‘I am not the head of diversity’: Looking back at ’20 and into ’21, R/GA’s Jai Tedeschi discusses operationalizing DE&I initiatives

R/GA's vice president and global executive director culture and operations, Jai Tedeschi

It’s been a year since the murder of George Floyd, the protests that followed and the rushed promises of diversity, equity and inclusion made by brands and agencies. Some pledged better numbers of BIPOC hires. Others pledged more diversity in brand campaigns. Global agency R/GA didn’t pledge anything at all. 

Instead, R/GA launched what made sense for them — a five-pillared strategy called Make Change to keep the agency honest about their efforts, but it would need someone to oversee it. And that’s where Jai Tedeschi, vp and global executive director of culture and operations, comes in. It’s a role that’s new to the agency, with Tedeschi having only been in it for the last six months. Digiday caught up with Tedeschi to talk about her new role, the push for DE&I and the Black Lives Matter movement a year later. 

This interview has been lightly edited for clarity.

R/GA isn’t a stranger to cultural commentary (i.e. a very outspoken Twitter handle). A lot of agencies and shops came out with diversity pledges and statements. How did R/GA handle it and how’s it going? 

The key thing is we didn’t make any pledges. We didn’t say we’re going to have X amount of leaders in a certain position. We just felt that it was words without actions and it’s very easy to make a pledge and lose the momentum and it kind of dies down. We wanted a framework [the Make Change playbook] to follow and guide us. I’m most proud of the fact that we’ve been releasing our diversity data every quarter as we said we would. In 2021, we tried to focus even more so on the pillars [stated in Make Change] that are about making education and conversation part of our culture, making sure we’re transparent, making sure we’re providing space for people to have those conversations.

As a Black woman, how did the events of 2020 (and the many revelations made in this industry) change the way you work or think about DE&I?

A year ago, or two years ago, nobody would know that we’re feeling the pain that we’re feeling from this event. It would be a pain that we’re feeling ourselves. And to be acknowledged — that ‘We see you. We understand that this is a painful experience that you’ve been going through and we’re seeing it’— that’s [what] we’ve been living in. Over the last year, the idea of racial reckoning has dominated conversations. This is not [within] the last year. This has been going on for eternity. It’s just more people are aware and seeing it, and we’re holding people accountable.

Going back to Make Change, its roll out last August launched you from the product team to becoming vp and global executive director of culture and operations. Talk to me about the role.

As a producer and an operator, I’ve always been about taking a project, seeing it through and delivering it. [Make Change is] beautiful on paper, but how are we really going to make it happen? We have to have a timeframe, check points, milestones, KPIs, support, guidance. And I said this is what I want to do. Racial inequality is a systematic problem, so we created a new role within our operations department to guide initiatives as they relate to business priorities and infrastructure. Embedding DE&I into our everyday operations and how we work. Having worked within production and operations at R/GA across multiple offices for eight years it was the perfect fit for me. For this role, my biggest aim is that I am not the head of diversity. That’s the job of everyone.
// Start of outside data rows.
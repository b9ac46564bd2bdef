//! Error types for the item search repository.
//!
//! This module provides a unified error type for all search index operations.

mod search_index_error;

pub use search_index_error::SearchIndexError;
//! Search result types for the item search client.
//!
//! This module defines the response structures returned from search operations:
//! a page of documents plus any aggregation results, keyed by aggregation name.

use std::collections::HashMap;

use serde::{Deserialize, Serialize};
use serde_json::Value;

use crate::types::item_document::ItemDocument;

/// Result of a metric aggregation.
#[derive(Debug, Clone, Copy, PartialEq, Serialize, Deserialize)]
pub struct MetricAggregationResult {
    /// The computed value, `None` when no document contributed (e.g. avg of an empty bucket).
    pub value: Option<f64>,
}

/// A single bucket of a terms aggregation.
#[derive(Debug, Clone, PartialEq, Serialize, Deserialize)]
pub struct TermsBucket {
    /// The shared field value of the documents in this bucket.
    pub key: String,
    /// Number of documents in this bucket.
    pub doc_count: u64,
    /// Nested aggregation results evaluated within this bucket.
    #[serde(default, skip_serializing_if = "HashMap::is_empty")]
    pub sub_aggregations: HashMap<String, AggregationResult>,
}

impl TermsBucket {
    /// Look up a nested metric by name.
    pub fn metric(&self, name: &str) -> Option<&MetricAggregationResult> {
        self.sub_aggregations.get(name).and_then(AggregationResult::as_metric)
    }
}

/// Result of a terms aggregation.
#[derive(Debug, Clone, PartialEq, Default, Serialize, Deserialize)]
pub struct TermsAggregationResult {
    pub buckets: Vec<TermsBucket>,
}

impl TermsAggregationResult {
    /// Find the bucket with the given key.
    pub fn bucket(&self, key: &str) -> Option<&TermsBucket> {
        self.buckets.iter().find(|b| b.key == key)
    }
}

/// Aggregation result, tagged by aggregation kind.
#[derive(Debug, Clone, PartialEq, Serialize, Deserialize)]
#[serde(tag = "type", rename_all = "snake_case")]
pub enum AggregationResult {
    Terms(TermsAggregationResult),
    Metric(MetricAggregationResult),
}

impl AggregationResult {
    pub fn as_terms(&self) -> Option<&TermsAggregationResult> {
        match self {
            AggregationResult::Terms(terms) => Some(terms),
            AggregationResult::Metric(_) => None,
        }
    }

    pub fn as_metric(&self) -> Option<&MetricAggregationResult> {
        match self {
            AggregationResult::Metric(metric) => Some(metric),
            AggregationResult::Terms(_) => None,
        }
    }
}

/// One page of search results.
#[derive(Debug, Clone, PartialEq, Serialize, Deserialize)]
pub struct ResultPage {
    /// The documents of this page, in result order.
    pub content: Vec<ItemDocument>,

    /// Total number of matching documents across all pages.
    pub total_elements: u64,

    /// Number of pages of `size` needed to hold `total_elements`.
    pub total_pages: u64,

    /// Zero-based number of this page.
    pub number: usize,

    /// Requested page size.
    pub size: usize,

    /// Time taken by the engine in milliseconds.
    #[serde(default)]
    pub took_ms: u64,

    /// Aggregation results keyed by aggregation name.
    #[serde(default, skip_serializing_if = "HashMap::is_empty")]
    pub aggregations: HashMap<String, AggregationResult>,

    /// Sort values of the last hit, present when the request was sorted and
    /// the page is not empty. Passed back as `search_after` to fetch the next page.
    #[serde(default, skip_serializing_if = "Option::is_none")]
    pub last_sort_values: Option<Vec<Value>>,
}

impl ResultPage {
    /// Create a page, deriving `total_pages` from `total_elements` and `size`.
    pub fn new(content: Vec<ItemDocument>, total_elements: u64, number: usize, size: usize) -> Self {
        Self {
            content,
            total_elements,
            total_pages: total_pages(total_elements, size),
            number,
            size,
            took_ms: 0,
            aggregations: HashMap::new(),
            last_sort_values: None,
        }
    }

    /// Create an empty page.
    pub fn empty(number: usize, size: usize) -> Self {
        Self::new(Vec::new(), 0, number, size)
    }

    /// Attach aggregation results.
    pub fn with_aggregations(mut self, aggregations: HashMap<String, AggregationResult>) -> Self {
        self.aggregations = aggregations;
        self
    }

    /// Attach the sort values of the last hit.
    pub fn with_last_sort_values(mut self, sort_values: Vec<Value>) -> Self {
        self.last_sort_values = Some(sort_values);
        self
    }

    /// Returns true if this page holds no documents.
    pub fn is_empty(&self) -> bool {
        self.content.is_empty()
    }

    /// Returns the number of documents in this page.
    pub fn len(&self) -> usize {
        self.content.len()
    }

    /// Whether a page after this one holds more documents.
    pub fn has_next(&self) -> bool {
        (self.number as u64).saturating_add(1) < self.total_pages
    }

    pub fn aggregation(&self, name: &str) -> Option<&AggregationResult> {
        self.aggregations.get(name)
    }

    /// Look up a terms aggregation by name; `None` if absent or of another kind.
    pub fn terms(&self, name: &str) -> Option<&TermsAggregationResult> {
        self.aggregation(name).and_then(AggregationResult::as_terms)
    }

    /// Look up a metric aggregation by name; `None` if absent or of another kind.
    pub fn metric(&self, name: &str) -> Option<&MetricAggregationResult> {
        self.aggregation(name).and_then(AggregationResult::as_metric)
    }
}

fn total_pages(total_elements: u64, size: usize) -> u64 {
    if size == 0 {
        return 0;
    }
    total_elements.div_ceil(size as u64)
}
Was there a similar role before? How is this new role different?

R/GA hired its first global executive director of diversity, equity and inclusion in August 2018. This role was sunsetted on Carl Desir’s departure in September 2020. My role is concerned with ensuring R/GA’s inner workings are synchronized with its collective beliefs, values and culture. I sit in the business operations department reporting to the Global COO. However, I still work closely with talent and all other departments at R/GA. I work to enact company change initiatives that bridge organizational silos and align with business needs, client requirements and talent priorities. This new positioning and shifted focus from [diversity, equity and inclusion] in HR to a culture and operations role helps decentralize and democratize the role of equity, diversity, and inclusion at R/GA by making [diversity, equity and inclusion] efforts the job of each person within the organization.

DE&I tends to be a space women of color take and there’s always the threat of tokenism. Thoughts on that?

It should be something that people want to be part of and there’s enough to go around. If everyone’s involved, then there isn’t any sort of tokenism. I loved being part of the conversation and I want to be part of the conversation. And I’m not the only person that’s ever part of the conversation.